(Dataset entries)
>>>>>
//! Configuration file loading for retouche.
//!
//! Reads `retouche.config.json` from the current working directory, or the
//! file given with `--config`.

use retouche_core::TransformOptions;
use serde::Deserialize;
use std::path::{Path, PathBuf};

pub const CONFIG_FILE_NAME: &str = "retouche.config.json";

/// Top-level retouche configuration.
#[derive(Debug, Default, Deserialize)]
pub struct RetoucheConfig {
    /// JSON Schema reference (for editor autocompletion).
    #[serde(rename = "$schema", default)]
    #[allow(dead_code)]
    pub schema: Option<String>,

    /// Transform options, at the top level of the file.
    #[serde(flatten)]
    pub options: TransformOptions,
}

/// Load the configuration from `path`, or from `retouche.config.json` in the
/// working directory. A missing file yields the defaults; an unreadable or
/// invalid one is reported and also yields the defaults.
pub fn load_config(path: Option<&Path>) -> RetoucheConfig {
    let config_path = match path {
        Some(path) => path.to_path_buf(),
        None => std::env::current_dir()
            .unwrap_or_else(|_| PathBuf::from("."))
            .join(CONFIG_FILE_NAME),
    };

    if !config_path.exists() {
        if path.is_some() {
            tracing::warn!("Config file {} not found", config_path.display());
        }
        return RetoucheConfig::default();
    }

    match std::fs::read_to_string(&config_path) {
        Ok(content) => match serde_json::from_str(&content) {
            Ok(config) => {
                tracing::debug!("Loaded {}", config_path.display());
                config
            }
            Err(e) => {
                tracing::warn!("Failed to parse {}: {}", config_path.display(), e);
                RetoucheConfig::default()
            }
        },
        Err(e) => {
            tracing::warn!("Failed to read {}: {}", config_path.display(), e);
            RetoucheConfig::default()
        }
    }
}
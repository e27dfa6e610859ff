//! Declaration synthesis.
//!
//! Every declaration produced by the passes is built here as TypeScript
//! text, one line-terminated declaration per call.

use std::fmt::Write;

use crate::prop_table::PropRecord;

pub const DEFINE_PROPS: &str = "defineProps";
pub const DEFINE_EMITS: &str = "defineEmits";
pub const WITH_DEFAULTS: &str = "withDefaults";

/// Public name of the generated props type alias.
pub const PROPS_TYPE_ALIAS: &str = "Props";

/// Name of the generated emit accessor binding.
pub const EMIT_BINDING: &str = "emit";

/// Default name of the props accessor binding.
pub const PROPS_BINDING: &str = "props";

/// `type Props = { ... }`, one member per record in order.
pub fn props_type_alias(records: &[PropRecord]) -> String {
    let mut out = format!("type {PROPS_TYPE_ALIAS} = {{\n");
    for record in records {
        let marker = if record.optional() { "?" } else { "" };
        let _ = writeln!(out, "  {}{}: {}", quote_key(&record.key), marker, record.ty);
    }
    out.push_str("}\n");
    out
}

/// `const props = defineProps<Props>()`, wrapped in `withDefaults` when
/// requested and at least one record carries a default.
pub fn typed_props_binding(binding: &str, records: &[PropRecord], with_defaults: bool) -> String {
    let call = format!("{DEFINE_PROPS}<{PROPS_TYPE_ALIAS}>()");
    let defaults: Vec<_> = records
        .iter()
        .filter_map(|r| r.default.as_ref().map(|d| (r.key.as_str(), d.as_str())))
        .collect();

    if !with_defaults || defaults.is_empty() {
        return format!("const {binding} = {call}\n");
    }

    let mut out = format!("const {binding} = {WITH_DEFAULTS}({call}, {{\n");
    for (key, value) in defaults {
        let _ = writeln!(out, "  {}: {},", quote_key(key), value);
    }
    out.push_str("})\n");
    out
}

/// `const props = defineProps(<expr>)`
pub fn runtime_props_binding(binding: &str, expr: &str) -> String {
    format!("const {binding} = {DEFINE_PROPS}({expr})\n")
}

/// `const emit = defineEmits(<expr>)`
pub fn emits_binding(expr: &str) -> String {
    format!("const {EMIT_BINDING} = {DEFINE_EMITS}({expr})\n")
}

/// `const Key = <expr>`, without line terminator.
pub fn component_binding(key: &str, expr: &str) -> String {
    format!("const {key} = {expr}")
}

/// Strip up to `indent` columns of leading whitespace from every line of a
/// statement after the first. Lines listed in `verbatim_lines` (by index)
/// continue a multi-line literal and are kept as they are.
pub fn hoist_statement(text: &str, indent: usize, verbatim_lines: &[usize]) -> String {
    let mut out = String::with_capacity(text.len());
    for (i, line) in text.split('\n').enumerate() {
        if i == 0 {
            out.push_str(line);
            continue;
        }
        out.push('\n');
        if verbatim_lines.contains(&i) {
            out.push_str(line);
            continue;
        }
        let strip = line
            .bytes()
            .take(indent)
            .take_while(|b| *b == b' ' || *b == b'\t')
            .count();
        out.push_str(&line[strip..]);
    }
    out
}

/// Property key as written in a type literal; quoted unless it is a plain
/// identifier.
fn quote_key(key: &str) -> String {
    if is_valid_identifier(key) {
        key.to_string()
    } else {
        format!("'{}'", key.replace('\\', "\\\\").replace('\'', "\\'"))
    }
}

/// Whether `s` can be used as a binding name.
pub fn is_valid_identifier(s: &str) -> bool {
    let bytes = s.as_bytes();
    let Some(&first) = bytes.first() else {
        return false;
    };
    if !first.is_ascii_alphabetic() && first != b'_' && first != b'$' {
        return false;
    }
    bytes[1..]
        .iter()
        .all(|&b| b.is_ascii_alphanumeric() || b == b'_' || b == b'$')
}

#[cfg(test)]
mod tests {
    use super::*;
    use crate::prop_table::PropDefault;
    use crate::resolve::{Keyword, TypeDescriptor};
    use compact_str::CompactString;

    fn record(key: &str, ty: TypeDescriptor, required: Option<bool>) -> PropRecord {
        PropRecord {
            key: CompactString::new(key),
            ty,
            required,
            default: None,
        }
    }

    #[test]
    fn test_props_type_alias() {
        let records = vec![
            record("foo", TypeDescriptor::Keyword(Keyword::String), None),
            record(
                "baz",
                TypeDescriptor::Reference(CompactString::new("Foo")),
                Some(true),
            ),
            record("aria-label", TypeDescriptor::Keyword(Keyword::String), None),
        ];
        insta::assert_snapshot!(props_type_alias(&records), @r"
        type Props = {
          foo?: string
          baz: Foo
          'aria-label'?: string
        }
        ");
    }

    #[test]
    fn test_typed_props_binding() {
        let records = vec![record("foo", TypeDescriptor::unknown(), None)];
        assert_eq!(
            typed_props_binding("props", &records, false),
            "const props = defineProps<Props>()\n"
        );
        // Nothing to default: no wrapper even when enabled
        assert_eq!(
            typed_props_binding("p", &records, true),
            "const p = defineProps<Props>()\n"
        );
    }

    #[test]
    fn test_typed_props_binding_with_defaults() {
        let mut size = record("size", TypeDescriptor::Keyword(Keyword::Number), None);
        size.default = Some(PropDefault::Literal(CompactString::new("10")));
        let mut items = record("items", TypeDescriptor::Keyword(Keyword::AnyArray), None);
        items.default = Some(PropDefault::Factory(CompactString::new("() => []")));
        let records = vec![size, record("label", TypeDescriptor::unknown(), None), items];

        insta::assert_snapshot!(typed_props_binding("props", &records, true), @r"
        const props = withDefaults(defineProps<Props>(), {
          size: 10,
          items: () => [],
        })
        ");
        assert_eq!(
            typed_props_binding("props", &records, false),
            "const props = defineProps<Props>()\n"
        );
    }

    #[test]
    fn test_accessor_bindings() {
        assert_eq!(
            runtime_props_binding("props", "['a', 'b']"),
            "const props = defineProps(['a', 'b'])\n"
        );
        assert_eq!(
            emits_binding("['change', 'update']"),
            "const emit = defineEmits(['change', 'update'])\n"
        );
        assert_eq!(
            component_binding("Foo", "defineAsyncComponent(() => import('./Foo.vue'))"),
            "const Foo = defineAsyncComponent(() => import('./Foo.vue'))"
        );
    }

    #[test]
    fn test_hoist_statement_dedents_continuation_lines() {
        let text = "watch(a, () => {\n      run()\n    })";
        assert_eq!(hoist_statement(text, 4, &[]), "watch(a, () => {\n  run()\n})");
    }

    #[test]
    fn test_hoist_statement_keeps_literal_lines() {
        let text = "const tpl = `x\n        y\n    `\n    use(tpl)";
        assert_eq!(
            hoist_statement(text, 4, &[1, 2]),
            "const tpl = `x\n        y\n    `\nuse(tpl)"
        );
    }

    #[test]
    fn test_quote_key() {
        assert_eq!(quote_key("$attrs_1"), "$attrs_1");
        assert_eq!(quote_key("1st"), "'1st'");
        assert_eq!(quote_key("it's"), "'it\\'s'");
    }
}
<<<<<
▶ PROMPT
State the count of lines above containing the string "Deserialize", and add nothing to it.

▶ THE ANSWER
2